[TASK BRIEF] Give back all of the data exactly.

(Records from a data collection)
—————

//! Window resolution: from "N bars ending here" to a concrete request window.
//!
//! Asking a data source for 150 daily bars is not a 150-day request: weekends
//! and holidays contribute nothing, so the window must reach further back in
//! calendar time than in trading time. The resolver walks backward from the
//! end instant counting only trading time - whole trading days for day bars,
//! trading seconds (early-close aware, weekends and holidays contributing
//! zero) for intraday bars - then expresses the resulting calendar span as a
//! coarse [`DurationDescriptor`] the source will accept.

use std::num::NonZeroU32;

use chrono::{DateTime, Duration, NaiveDate, NaiveTime};
use chrono_tz::Tz;
use exchange_calendar::{ExchangeCalendar, MAX_LOOKBACK_DAYS};
use thiserror::Error;
use tracing::debug;

use crate::models::barsize::BarSize;
use crate::models::duration::DurationDescriptor;

// The span calculation truncates sub-second remainders, and the source often
// omits the newest second of 1-second data; backing the start off by two
// seconds covers both.
const START_BACKOFF_SECS: i64 = 2;

/// A resolved request window: exact start plus the coarse duration to ask for.
#[derive(Debug, Clone, PartialEq, serde::Serialize)]
pub struct RequestWindow {
    /// Start of the window, exchange-local, always at or before the end.
    pub start: DateTime<Tz>,
    /// Coarse duration descriptor covering `[start, end]`.
    pub duration: DurationDescriptor,
}

/// Window resolution failures.
#[derive(Debug, Error)]
pub enum WindowError {
    /// The backward walk ran out of lookback before finding enough trading
    /// time; the calendar has no usable history that deep.
    #[error("no trading time within {limit} calendar days walking back from {from}")]
    LookbackExhausted {
        /// The date the walk started from.
        from: NaiveDate,
        /// The lookback bound that was exhausted.
        limit: u32,
    },
}

/// Resolve the window for `count` bars of `bar_size` ending at `end`.
///
/// `end` must already be in the calendar's own frame (see
/// [`endtime`](crate::endtime)). The returned start is the computed trading
/// start backed off by two seconds; the descriptor covers the span from that
/// start to `end` and never under-reports it.
pub fn resolve(
    count: NonZeroU32,
    bar_size: BarSize,
    end: DateTime<Tz>,
    calendar: &ExchangeCalendar,
) -> Result<RequestWindow, WindowError> {
    let raw_start = match bar_size.unit().intraday_secs() {
        None => {
            let date = trading_days_back(count, end.date_naive(), calendar)?;
            calendar.localize(date.and_time(NaiveTime::MIN))
        }
        Some(unit_secs) => {
            let budget = i64::from(count.get()) * i64::from(bar_size.magnitude()) * unit_secs;
            subtract_trading_secs(end, budget, calendar)?
        }
    };

    let start = raw_start - Duration::seconds(START_BACKOFF_SECS);
    let duration = DurationDescriptor::covering(start.naive_local(), end.naive_local());
    debug!(%start, %end, %duration, "resolved historical window");
    Ok(RequestWindow { start, duration })
}

/// The date `count` trading days before `end_date` (exclusive of it).
///
/// Steps backward one trading day at a time; weekends and full-day holidays
/// do not count. Exposed because the landing date - exchange-local midnight
/// of which anchors a day-bar window - is a useful property to check on its
/// own.
pub fn trading_days_back(
    count: NonZeroU32,
    end_date: NaiveDate,
    calendar: &ExchangeCalendar,
) -> Result<NaiveDate, WindowError> {
    let exhausted = || WindowError::LookbackExhausted {
        from: end_date,
        limit: MAX_LOOKBACK_DAYS,
    };
    let floor = end_date - Duration::days(i64::from(MAX_LOOKBACK_DAYS));

    let mut day = end_date;
    for _ in 0..count.get() {
        day = calendar.previous_trading_day(day).ok_or_else(exhausted)?;
        if day < floor {
            return Err(exhausted());
        }
    }
    Ok(day)
}

/// Subtract `budget` trading seconds from `end`.
///
/// An off-hours end first snaps to the most recent session close. If the
/// budget fits inside the current session (seconds since that day's open),
/// it is subtracted directly; otherwise whole previous sessions are consumed
/// - shortened ones on early-close days, none at all on weekends and
/// holidays - until the remainder lands inside one, at `close - remainder`.
fn subtract_trading_secs(
    end: DateTime<Tz>,
    budget: i64,
    calendar: &ExchangeCalendar,
) -> Result<DateTime<Tz>, WindowError> {
    let exhausted = || WindowError::LookbackExhausted {
        from: end.date_naive(),
        limit: MAX_LOOKBACK_DAYS,
    };
    let floor = end.date_naive() - Duration::days(i64::from(MAX_LOOKBACK_DAYS));

    let anchor = if calendar.is_within_trading_hours(end) {
        end
    } else {
        calendar.most_recent_close_before(end).ok_or_else(exhausted)?
    };

    let session_open = calendar.localize(anchor.date_naive().and_time(calendar.open_time()));
    let since_open = (anchor - session_open).num_seconds();
    if budget <= since_open {
        return Ok(anchor - Duration::seconds(budget));
    }

    let mut consumed = since_open;
    let mut day = calendar
        .previous_trading_day(anchor.date_naive())
        .ok_or_else(exhausted)?;
    loop {
        if day < floor {
            return Err(exhausted());
        }
        let session = calendar.session_secs(day);
        if consumed + session < budget {
            consumed += session;
            day = calendar.previous_trading_day(day).ok_or_else(exhausted)?;
        } else {
            let remainder = budget - consumed;
            let close = day.and_time(calendar.close_time_on(day));
            return Ok(calendar.localize(close - Duration::seconds(remainder)));
        }
    }
}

—————

[TASK RESPONSE]
//! Window resolution: from "N bars ending here" to a concrete request window.
//!
//! Asking a data source for 150 daily bars is not a 150-day request: weekends
//! and holidays contribute nothing, so the window must reach further back in
//! calendar time than in trading time. The resolver walks backward from the
//! end instant counting only trading time - whole trading days for day bars,
//! trading seconds (early-close aware, weekends and holidays contributing
//! zero) for intraday bars - then expresses the resulting calendar span as a
//! coarse [`DurationDescriptor`] the source will accept.

use std::num::NonZeroU32;

use chrono::{DateTime, Duration, NaiveDate, NaiveTime};
use chrono_tz::Tz;
use exchange_calendar::{ExchangeCalendar, MAX_LOOKBACK_DAYS};
use thiserror::Error;
use tracing::debug;

use crate::models::barsize::BarSize;
use crate::models::duration::DurationDescriptor;

// The span calculation truncates sub-second remainders, and the source often
// omits the newest second of 1-second data; backing the start off by two
// seconds covers both.
const START_BACKOFF_SECS: i64 = 2;

/// A resolved request window: exact start plus the coarse duration to ask for.
#[derive(Debug, Clone, PartialEq, serde::Serialize)]
pub struct RequestWindow {
    /// Start of the window, exchange-local, always at or before the end.
    pub start: DateTime<Tz>,
    /// Coarse duration descriptor covering `[start, end]`.
    pub duration: DurationDescriptor,
}

/// Window resolution failures.
#[derive(Debug, Error)]
pub enum WindowError {
    /// The backward walk ran out of lookback before finding enough trading
    /// time; the calendar has no usable history that deep.
    #[error("no trading time within {limit} calendar days walking back from {from}")]
    LookbackExhausted {
        /// The date the walk started from.
        from: NaiveDate,
        /// The lookback bound that was exhausted.
        limit: u32,
    },
}

/// Resolve the window for `count` bars of `bar_size` ending at `end`.
///
/// `end` must already be in the calendar's own frame (see
/// [`endtime`](crate::endtime)). The returned start is the computed trading
/// start backed off by two seconds; the descriptor covers the span from that
/// start to `end` and never under-reports it.
pub fn resolve(
    count: NonZeroU32,
    bar_size: BarSize,
    end: DateTime<Tz>,
    calendar: &ExchangeCalendar,
) -> Result<RequestWindow, WindowError> {
    let raw_start = match bar_size.unit().intraday_secs() {
        None => {
            let date = trading_days_back(count, end.date_naive(), calendar)?;
            calendar.localize(date.and_time(NaiveTime::MIN))
        }
        Some(unit_secs) => {
            let budget = i64::from(count.get()) * i64::from(bar_size.magnitude()) * unit_secs;
            subtract_trading_secs(end, budget, calendar)?
        }
    };

    let start = raw_start - Duration::seconds(START_BACKOFF_SECS);
    let duration = DurationDescriptor::covering(start.naive_local(), end.naive_local());
    debug!(%start, %end, %duration, "resolved historical window");
    Ok(RequestWindow { start, duration })
}

/// The date `count` trading days before `end_date` (exclusive of it).
///
/// Steps backward one trading day at a time; weekends and full-day holidays
/// do not count. Exposed because the landing date - exchange-local midnight
/// of which anchors a day-bar window - is a useful property to check on its
/// own.
pub fn trading_days_back(
    count: NonZeroU32,
    end_date: NaiveDate,
    calendar: &ExchangeCalendar,
) -> Result<NaiveDate, WindowError> {
    let exhausted = || WindowError::LookbackExhausted {
        from: end_date,
        limit: MAX_LOOKBACK_DAYS,
    };
    let floor = end_date - Duration::days(i64::from(MAX_LOOKBACK_DAYS));

    let mut day = end_date;
    for _ in 0..count.get() {
        day = calendar.previous_trading_day(day).ok_or_else(exhausted)?;
        if day < floor {
            return Err(exhausted());
        }
    }
    Ok(day)
}

/// Subtract `budget` trading seconds from `end`.
///
/// An off-hours end first snaps to the most recent session close. If the
/// budget fits inside the current session (seconds since that day's open),
/// it is subtracted directly; otherwise whole previous sessions are consumed
/// - shortened ones on early-close days, none at all on weekends and
/// holidays - until the remainder lands inside one, at `close - remainder`.
fn subtract_trading_secs(
    end: DateTime<Tz>,
    budget: i64,
    calendar: &ExchangeCalendar,
) -> Result<DateTime<Tz>, WindowError> {
    let exhausted = || WindowError::LookbackExhausted {
        from: end.date_naive(),
        limit: MAX_LOOKBACK_DAYS,
    };
    let floor = end.date_naive() - Duration::days(i64::from(MAX_LOOKBACK_DAYS));

    let anchor = if calendar.is_within_trading_hours(end) {
        end
    } else {
        calendar.most_recent_close_before(end).ok_or_else(exhausted)?
    };

    let session_open = calendar.localize(anchor.date_naive().and_time(calendar.open_time()));
    let since_open = (anchor - session_open).num_seconds();
    if budget <= since_open {
        return Ok(anchor - Duration::seconds(budget));
    }

    let mut consumed = since_open;
    let mut day = calendar
        .previous_trading_day(anchor.date_naive())
        .ok_or_else(exhausted)?;
    loop {
        if day < floor {
            return Err(exhausted());
        }
        let session = calendar.session_secs(day);
        if consumed + session < budget {
            consumed += session;
            day = calendar.previous_trading_day(day).ok_or_else(exhausted)?;
        } else {
            let remainder = budget - consumed;
            let close = day.and_time(calendar.close_time_on(day));
            return Ok(calendar.localize(close - Duration::seconds(remainder)));
        }
    }
}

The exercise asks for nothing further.